_Supplied material_.
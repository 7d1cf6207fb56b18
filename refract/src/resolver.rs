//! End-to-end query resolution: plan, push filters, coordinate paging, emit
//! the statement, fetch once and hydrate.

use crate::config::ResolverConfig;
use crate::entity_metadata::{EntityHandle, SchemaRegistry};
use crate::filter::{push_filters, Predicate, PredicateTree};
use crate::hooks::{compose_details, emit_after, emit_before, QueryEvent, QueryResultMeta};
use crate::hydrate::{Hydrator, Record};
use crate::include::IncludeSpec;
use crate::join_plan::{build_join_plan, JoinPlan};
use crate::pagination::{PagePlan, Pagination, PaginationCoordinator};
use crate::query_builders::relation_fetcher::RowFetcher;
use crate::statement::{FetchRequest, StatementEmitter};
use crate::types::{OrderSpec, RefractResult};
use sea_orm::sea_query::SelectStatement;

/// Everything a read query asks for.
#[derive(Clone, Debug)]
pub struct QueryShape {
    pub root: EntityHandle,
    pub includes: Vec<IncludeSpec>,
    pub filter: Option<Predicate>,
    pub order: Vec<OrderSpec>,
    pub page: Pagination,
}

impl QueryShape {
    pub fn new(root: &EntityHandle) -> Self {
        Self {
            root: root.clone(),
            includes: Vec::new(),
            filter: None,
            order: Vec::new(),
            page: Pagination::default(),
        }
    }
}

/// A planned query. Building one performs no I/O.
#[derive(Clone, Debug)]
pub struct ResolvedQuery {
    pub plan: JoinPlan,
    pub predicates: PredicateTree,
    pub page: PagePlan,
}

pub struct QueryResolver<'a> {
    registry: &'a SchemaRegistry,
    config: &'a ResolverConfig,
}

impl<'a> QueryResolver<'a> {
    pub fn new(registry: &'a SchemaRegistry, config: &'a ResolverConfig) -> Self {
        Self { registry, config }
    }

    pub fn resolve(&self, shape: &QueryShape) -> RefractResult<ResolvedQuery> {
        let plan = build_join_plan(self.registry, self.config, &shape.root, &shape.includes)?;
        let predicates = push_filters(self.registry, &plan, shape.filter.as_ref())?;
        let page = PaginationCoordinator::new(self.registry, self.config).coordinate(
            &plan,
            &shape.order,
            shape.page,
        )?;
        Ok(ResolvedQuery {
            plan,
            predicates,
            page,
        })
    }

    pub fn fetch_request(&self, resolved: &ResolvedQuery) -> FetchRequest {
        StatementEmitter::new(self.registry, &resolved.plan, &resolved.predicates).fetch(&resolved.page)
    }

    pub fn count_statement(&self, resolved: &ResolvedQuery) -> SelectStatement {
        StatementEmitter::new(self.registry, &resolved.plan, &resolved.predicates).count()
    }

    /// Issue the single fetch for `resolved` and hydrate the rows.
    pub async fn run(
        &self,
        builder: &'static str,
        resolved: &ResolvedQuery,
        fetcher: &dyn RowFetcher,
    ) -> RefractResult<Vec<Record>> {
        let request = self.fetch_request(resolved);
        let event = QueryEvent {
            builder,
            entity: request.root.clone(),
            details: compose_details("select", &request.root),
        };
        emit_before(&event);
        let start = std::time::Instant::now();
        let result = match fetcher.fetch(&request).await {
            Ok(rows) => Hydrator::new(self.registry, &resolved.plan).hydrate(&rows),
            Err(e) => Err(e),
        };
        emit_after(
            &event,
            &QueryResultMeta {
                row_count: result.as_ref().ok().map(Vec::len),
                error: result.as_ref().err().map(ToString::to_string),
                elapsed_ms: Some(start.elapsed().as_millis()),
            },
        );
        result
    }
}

...

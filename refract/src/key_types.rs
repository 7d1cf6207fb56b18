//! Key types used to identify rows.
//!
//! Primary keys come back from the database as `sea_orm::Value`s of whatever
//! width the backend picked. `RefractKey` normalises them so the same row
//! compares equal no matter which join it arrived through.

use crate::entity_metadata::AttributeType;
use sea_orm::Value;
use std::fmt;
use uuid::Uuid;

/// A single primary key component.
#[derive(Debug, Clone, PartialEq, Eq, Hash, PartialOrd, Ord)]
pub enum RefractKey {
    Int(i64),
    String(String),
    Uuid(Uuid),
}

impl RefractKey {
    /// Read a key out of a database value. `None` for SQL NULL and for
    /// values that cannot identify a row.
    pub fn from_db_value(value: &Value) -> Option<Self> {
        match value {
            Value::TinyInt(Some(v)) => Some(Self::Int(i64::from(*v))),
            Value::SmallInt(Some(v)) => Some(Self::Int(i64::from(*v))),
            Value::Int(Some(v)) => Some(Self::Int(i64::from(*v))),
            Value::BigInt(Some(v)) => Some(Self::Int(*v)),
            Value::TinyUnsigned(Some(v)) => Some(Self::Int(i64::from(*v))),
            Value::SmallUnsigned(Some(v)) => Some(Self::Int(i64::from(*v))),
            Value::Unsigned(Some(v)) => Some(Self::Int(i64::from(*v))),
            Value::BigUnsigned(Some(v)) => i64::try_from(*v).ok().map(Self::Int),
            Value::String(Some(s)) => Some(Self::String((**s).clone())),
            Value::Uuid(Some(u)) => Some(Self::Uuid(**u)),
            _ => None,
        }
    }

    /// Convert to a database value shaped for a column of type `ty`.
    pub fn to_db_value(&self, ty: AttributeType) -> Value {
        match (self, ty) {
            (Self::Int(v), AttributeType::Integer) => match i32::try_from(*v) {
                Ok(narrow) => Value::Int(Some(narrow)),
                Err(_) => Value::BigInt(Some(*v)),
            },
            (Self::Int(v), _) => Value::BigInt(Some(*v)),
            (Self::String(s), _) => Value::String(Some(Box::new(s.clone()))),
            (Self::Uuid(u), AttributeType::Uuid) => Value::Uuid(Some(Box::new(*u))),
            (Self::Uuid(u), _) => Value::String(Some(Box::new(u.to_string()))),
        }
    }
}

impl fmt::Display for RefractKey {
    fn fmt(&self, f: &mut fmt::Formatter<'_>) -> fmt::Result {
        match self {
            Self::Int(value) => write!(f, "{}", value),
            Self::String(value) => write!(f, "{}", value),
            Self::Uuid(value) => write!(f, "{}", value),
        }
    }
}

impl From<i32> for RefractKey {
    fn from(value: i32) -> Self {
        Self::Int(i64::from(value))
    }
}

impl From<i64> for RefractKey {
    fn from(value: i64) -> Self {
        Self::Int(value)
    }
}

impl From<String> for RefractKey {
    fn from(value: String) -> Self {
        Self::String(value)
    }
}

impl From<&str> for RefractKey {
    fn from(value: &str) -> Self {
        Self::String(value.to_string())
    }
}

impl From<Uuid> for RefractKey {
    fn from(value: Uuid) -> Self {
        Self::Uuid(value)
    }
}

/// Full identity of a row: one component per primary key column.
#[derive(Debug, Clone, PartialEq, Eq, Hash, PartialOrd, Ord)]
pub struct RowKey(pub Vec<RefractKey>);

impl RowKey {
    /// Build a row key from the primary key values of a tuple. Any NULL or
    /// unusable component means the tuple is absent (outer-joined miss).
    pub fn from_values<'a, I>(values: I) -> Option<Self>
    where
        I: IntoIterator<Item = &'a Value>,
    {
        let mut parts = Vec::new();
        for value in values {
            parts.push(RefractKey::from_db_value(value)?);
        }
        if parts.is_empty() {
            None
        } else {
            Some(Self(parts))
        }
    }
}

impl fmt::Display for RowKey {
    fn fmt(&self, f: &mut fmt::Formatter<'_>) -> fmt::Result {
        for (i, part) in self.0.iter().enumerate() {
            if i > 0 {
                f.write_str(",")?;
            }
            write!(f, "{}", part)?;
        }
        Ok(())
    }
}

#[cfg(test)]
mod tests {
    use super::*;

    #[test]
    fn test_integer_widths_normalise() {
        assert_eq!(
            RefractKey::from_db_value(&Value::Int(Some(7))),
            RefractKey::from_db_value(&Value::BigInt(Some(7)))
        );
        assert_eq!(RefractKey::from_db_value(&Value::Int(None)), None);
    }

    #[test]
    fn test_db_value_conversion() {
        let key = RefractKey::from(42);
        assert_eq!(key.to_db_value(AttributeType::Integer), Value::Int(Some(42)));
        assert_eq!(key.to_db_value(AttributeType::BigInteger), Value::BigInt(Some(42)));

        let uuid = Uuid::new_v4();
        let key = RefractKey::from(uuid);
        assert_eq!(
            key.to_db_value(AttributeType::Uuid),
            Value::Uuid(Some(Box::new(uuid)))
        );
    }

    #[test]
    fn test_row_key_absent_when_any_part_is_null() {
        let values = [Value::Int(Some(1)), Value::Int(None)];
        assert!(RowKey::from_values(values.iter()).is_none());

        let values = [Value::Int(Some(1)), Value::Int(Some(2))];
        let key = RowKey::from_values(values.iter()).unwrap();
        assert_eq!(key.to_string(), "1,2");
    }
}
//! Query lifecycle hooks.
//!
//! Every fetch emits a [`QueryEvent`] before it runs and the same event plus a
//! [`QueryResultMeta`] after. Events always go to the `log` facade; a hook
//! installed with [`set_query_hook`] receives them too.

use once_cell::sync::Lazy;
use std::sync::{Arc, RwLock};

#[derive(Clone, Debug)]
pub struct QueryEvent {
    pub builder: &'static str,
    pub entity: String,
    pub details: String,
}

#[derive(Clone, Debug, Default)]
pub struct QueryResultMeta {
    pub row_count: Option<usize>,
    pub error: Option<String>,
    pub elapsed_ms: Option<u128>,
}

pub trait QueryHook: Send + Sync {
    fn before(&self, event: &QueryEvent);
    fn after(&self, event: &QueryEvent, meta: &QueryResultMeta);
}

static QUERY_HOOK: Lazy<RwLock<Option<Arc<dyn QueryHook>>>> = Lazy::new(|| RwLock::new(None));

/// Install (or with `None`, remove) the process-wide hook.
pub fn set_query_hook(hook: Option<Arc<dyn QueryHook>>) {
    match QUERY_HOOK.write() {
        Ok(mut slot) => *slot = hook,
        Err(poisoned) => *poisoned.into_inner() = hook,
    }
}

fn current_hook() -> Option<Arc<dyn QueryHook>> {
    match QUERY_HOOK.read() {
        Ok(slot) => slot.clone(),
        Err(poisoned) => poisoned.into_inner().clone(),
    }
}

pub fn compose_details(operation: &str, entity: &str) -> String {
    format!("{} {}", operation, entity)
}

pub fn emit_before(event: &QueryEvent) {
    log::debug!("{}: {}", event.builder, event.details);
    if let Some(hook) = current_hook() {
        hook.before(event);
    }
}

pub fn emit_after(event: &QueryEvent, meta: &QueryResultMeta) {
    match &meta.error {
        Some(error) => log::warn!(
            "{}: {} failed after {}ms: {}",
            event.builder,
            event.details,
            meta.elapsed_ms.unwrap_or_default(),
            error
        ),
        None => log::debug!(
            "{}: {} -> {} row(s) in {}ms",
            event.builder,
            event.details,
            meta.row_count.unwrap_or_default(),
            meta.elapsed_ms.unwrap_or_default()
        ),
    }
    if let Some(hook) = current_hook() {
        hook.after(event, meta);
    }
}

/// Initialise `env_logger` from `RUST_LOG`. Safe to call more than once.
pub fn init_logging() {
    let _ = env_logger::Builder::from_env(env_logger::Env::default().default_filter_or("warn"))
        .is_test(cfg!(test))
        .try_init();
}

* * *

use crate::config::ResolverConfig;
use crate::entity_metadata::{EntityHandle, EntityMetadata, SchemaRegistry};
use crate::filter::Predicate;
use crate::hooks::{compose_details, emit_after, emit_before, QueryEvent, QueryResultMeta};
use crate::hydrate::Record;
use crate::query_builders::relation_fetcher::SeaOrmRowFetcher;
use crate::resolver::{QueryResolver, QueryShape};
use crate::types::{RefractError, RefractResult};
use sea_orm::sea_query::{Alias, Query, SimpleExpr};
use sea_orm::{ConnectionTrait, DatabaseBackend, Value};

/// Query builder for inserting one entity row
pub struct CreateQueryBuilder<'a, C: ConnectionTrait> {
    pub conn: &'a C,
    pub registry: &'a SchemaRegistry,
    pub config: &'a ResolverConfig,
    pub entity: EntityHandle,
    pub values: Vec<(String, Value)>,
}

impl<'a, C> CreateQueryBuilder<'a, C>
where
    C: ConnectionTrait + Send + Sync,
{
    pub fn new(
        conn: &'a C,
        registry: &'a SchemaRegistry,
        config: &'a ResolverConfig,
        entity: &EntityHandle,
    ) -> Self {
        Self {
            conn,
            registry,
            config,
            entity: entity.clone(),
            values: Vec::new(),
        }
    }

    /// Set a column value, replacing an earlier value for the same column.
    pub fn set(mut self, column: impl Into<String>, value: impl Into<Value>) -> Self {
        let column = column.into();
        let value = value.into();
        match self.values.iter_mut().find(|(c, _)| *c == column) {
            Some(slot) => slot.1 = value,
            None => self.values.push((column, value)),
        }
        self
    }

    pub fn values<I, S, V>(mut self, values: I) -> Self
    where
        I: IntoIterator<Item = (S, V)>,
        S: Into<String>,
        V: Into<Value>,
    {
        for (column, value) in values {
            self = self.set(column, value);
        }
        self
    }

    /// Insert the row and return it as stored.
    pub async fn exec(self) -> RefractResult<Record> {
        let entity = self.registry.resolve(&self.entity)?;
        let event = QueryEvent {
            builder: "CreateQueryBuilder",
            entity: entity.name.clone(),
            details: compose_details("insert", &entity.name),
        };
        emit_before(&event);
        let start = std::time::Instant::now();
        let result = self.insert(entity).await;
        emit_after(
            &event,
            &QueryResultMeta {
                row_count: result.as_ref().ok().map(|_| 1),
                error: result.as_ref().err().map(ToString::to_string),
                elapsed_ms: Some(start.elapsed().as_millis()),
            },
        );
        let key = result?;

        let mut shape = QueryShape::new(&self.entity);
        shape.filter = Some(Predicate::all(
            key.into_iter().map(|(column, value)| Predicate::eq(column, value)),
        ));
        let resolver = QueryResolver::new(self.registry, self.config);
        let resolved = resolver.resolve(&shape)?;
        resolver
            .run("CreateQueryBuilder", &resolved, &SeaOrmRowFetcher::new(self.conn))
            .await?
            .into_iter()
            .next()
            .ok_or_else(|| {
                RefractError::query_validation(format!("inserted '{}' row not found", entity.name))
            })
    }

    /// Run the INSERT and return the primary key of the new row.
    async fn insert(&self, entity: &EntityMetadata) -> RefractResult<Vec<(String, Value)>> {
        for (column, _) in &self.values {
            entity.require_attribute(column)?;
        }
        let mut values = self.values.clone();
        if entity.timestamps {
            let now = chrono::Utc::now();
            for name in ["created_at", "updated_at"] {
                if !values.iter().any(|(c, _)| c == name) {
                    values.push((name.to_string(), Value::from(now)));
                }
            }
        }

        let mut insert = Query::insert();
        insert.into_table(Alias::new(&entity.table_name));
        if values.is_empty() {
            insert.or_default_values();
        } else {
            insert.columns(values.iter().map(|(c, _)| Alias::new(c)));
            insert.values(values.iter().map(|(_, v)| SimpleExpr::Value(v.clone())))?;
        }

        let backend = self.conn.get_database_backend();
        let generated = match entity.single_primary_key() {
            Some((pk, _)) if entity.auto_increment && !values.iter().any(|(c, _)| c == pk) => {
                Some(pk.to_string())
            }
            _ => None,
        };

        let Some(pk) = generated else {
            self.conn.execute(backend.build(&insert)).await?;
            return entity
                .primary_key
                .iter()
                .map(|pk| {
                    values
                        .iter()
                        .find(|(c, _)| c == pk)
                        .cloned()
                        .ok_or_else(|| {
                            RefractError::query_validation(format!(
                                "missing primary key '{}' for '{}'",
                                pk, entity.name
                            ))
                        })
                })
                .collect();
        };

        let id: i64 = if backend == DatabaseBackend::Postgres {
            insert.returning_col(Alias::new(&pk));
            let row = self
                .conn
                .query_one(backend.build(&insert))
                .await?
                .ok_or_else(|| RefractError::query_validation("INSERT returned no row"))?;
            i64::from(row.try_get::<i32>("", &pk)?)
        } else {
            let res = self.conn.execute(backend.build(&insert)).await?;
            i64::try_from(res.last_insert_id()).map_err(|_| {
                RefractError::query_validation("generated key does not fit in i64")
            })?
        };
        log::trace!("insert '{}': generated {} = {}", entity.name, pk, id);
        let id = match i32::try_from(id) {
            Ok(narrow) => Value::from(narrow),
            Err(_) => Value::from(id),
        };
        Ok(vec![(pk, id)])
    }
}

_The task_. From the entries above, copy out every line where the string "execute" appears.

_Solution for this exercise_.
            self.conn.execute(backend.build(&insert)).await?;
            let res = self.conn.execute(backend.build(&insert)).await?;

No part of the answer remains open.